In response to the SARS-CoV-2 virus and demand for diagnostic testing, the United States Food and Drug Administration (FDA) called for accelerated development of COVID-19 healthcare solutions and expanded national testing capacity. Under the FDA emergency use authorization (EUA) directive, our client set out to develop a rapid, molecular diagnostic test for the identification of the SARS-CoV-2 virus that was able to be run by non-medical personnel.

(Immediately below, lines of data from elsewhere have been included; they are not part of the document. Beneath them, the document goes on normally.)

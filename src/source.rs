// 📂 Sheet Sources - CSV and workbook exports → rows of cells
// The column layout is fixed, so readers keep every row and column in place

use crate::cell::{Cell, Row};
use anyhow::{anyhow, Context, Result};
use calamine::{open_workbook_auto, Data, Reader};
use log::debug;
use sha2::{Digest, Sha256};
use std::fs;
use std::path::Path;

// ============================================================================
// CORE TYPES
// ============================================================================

#[derive(Debug, Clone, Copy, PartialEq, Eq)]
pub enum SourceFormat {
    Csv,
    Workbook,
}

impl SourceFormat {
    pub fn name(&self) -> &'static str {
        match self {
            SourceFormat::Csv => "CSV",
            SourceFormat::Workbook => "Workbook",
        }
    }
}

/// Reads a sheet export into rows without interpreting a header.
pub trait SheetReader {
    fn read_rows(&self, path: &Path) -> Result<Vec<Row>>;

    fn format(&self) -> SourceFormat;
}

/// Detect the source format from the file extension
pub fn detect_format(path: &Path) -> Result<SourceFormat> {
    let extension = path
        .extension()
        .and_then(|e| e.to_str())
        .unwrap_or("")
        .to_lowercase();

    match extension.as_str() {
        "csv" | "txt" => Ok(SourceFormat::Csv),
        "xlsx" | "xlsm" | "xlsb" | "xls" | "ods" => Ok(SourceFormat::Workbook),
        _ => Err(anyhow!(
            "Unsupported input format: {} (expected .csv, .xlsx, .xls or .ods)",
            path.display()
        )),
    }
}

/// Get the reader for a format; `sheet` only matters for workbooks
pub fn get_reader(format: SourceFormat, sheet: Option<&str>) -> Box<dyn SheetReader> {
    match format {
        SourceFormat::Csv => Box::new(CsvSheetReader),
        SourceFormat::Workbook => Box::new(WorkbookReader::new(sheet.map(str::to_string))),
    }
}

/// Detect, pick a reader and read all rows
pub fn load_rows(path: &Path, sheet: Option<&str>) -> Result<Vec<Row>> {
    let reader = get_reader(detect_format(path)?, sheet);
    let rows = reader.read_rows(path)?;
    debug!(
        "read {} rows from {} ({})",
        rows.len(),
        path.display(),
        reader.format().name()
    );
    Ok(rows)
}

/// SHA-256 of the raw file, recorded with each database import
pub fn fingerprint(path: &Path) -> Result<String> {
    let bytes =
        fs::read(path).with_context(|| format!("Failed to read file: {}", path.display()))?;
    let mut hasher = Sha256::new();
    hasher.update(&bytes);
    Ok(format!("{:x}", hasher.finalize()))
}

// ============================================================================
// CSV
// ============================================================================

pub struct CsvSheetReader;

impl SheetReader for CsvSheetReader {
    fn read_rows(&self, path: &Path) -> Result<Vec<Row>> {
        let mut reader = csv::ReaderBuilder::new()
            .has_headers(false)
            .flexible(true)
            .from_path(path)
            .with_context(|| format!("Failed to open file: {}", path.display()))?;

        let mut rows = Vec::new();
        for (line_num, result) in reader.byte_records().enumerate() {
            let record = result.with_context(|| {
                format!("Failed to parse CSV line {} in {}", line_num + 1, path.display())
            })?;

            let row: Row = record
                .iter()
                .map(|field| {
                    let value = String::from_utf8_lossy(field);
                    if value.is_empty() {
                        Cell::Empty
                    } else {
                        Cell::Text(value.into_owned())
                    }
                })
                .collect();
            rows.push(row);
        }

        Ok(rows)
    }

    fn format(&self) -> SourceFormat {
        SourceFormat::Csv
    }
}

// ============================================================================
// WORKBOOK (xlsx / xls / ods)
// ============================================================================

pub struct WorkbookReader {
    sheet: Option<String>,
}

impl WorkbookReader {
    pub fn new(sheet: Option<String>) -> Self {
        WorkbookReader { sheet }
    }
}

impl SheetReader for WorkbookReader {
    fn read_rows(&self, path: &Path) -> Result<Vec<Row>> {
        let mut workbook = open_workbook_auto(path)
            .with_context(|| format!("Failed to open workbook: {}", path.display()))?;

        let sheet_name = match &self.sheet {
            Some(name) => name.clone(),
            None => workbook
                .sheet_names()
                .first()
                .cloned()
                .context("Workbook has no sheets")?,
        };

        let range = workbook
            .worksheet_range(&sheet_name)
            .with_context(|| format!("Failed to read sheet: {}", sheet_name))?;

        // The range starts at the first used cell; pad so offsets match the sheet
        let (start_row, start_col) = range.start().unwrap_or((0, 0));
        let mut rows: Vec<Row> = (0..start_row).map(|_| Row::default()).collect();

        for data_row in range.rows() {
            let cells = std::iter::repeat(Cell::Empty)
                .take(start_col as usize)
                .chain(data_row.iter().map(convert_cell));
            rows.push(cells.collect());
        }

        Ok(rows)
    }

    fn format(&self) -> SourceFormat {
        SourceFormat::Workbook
    }
}

fn convert_cell(data: &Data) -> Cell {
    match data {
        Data::String(s) => Cell::Text(s.clone()),
        Data::Float(f) => Cell::Number(*f),
        Data::Int(i) => Cell::Number(*i as f64),
        Data::Bool(b) => Cell::Text(b.to_string()),
        Data::DateTime(dt) => Cell::Number(dt.as_f64()),
        Data::DateTimeIso(s) | Data::DurationIso(s) => Cell::Text(s.clone()),
        Data::Error(e) => Cell::Invalid(e.to_string()),
        Data::Empty => Cell::Empty,
    }
}

// ============================================================================
// TESTS
// ============================================================================

#[cfg(test)]
mod tests {
    use super::*;
    use std::io::Write;

    #[test]
    fn test_detect_format() {
        assert_eq!(detect_format(Path::new("planes.csv")).unwrap(), SourceFormat::Csv);
        assert_eq!(
            detect_format(Path::new("LISTADO PLANES.XLSX")).unwrap(),
            SourceFormat::Workbook
        );
        assert_eq!(detect_format(Path::new("a.ods")).unwrap(), SourceFormat::Workbook);
        assert!(detect_format(Path::new("planes.pdf")).is_err());
        assert!(detect_format(Path::new("planes")).is_err());
    }

    #[test]
    fn test_reader_matches_format() {
        for format in [SourceFormat::Csv, SourceFormat::Workbook] {
            assert_eq!(get_reader(format, Some("Table 1")).format(), format);
        }
    }

    #[test]
    fn test_csv_keeps_positions_and_blanks() {
        let mut file = tempfile::Builder::new().suffix(".csv").tempfile().unwrap();
        writeln!(file, ",Código,,Descripción").unwrap();
        writeln!(file, ",GPON").unwrap();
        writeln!(file, ",G01,,2PLAY 100M,,60").unwrap();
        file.flush().unwrap();

        let rows = load_rows(file.path(), None).unwrap();

        assert_eq!(rows.len(), 3);
        assert_eq!(rows[0].get(0), Some(&Cell::Empty));
        assert_eq!(rows[0].text(1), Some("Código"));
        assert_eq!(rows[1].len(), 2);
        assert_eq!(rows[1].get(3), None);
        assert_eq!(rows[2].text(5), Some("60"));
    }

    #[test]
    fn test_fingerprint_is_stable() {
        let mut file = tempfile::NamedTempFile::new().unwrap();
        write!(file, "BAN,SUB\n1,2\n").unwrap();
        file.flush().unwrap();

        let a = fingerprint(file.path()).unwrap();
        let b = fingerprint(file.path()).unwrap();
        assert_eq!(a, b);
        assert_eq!(a.len(), 64);
    }

    #[test]
    fn test_convert_workbook_cells() {
        assert_eq!(convert_cell(&Data::Int(1500)), Cell::Number(1500.0));
        assert_eq!(convert_cell(&Data::Float(49.5)), Cell::Number(49.5));
        assert_eq!(convert_cell(&Data::String("GPON".into())), Cell::text("GPON"));
        assert_eq!(convert_cell(&Data::Empty), Cell::Empty);
        assert_eq!(convert_cell(&Data::Bool(true)), Cell::text("true"));
        assert!(matches!(
            convert_cell(&Data::Error(calamine::CellErrorType::Ref)),
            Cell::Invalid(_)
        ));
    }

    #[test]
    fn test_missing_workbook_fails() {
        let err = load_rows(Path::new("/nonexistent/planes.xlsx"), Some("Table 1"));
        assert!(err.is_err());
    }
}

After receiving funding from the National Institutes of Health (NIH) Rapid Acceleration of Diagnostics (RADx) initiative, they engaged Invetech to rapidly convert a manually performed chemistry to an automated consumable-plus-instrument platform that could be used in Clinical Laboratory Improvement Amendments (CLIA)-Waived settings.
The objective was to get to market as rapidly as possible with a fully functioning platform to help address the critical need for diagnostic testing. As part of the product development strategy, design optimization was intentionally deferred to accelerate the delivery on a Minimum Viable Product (MVP).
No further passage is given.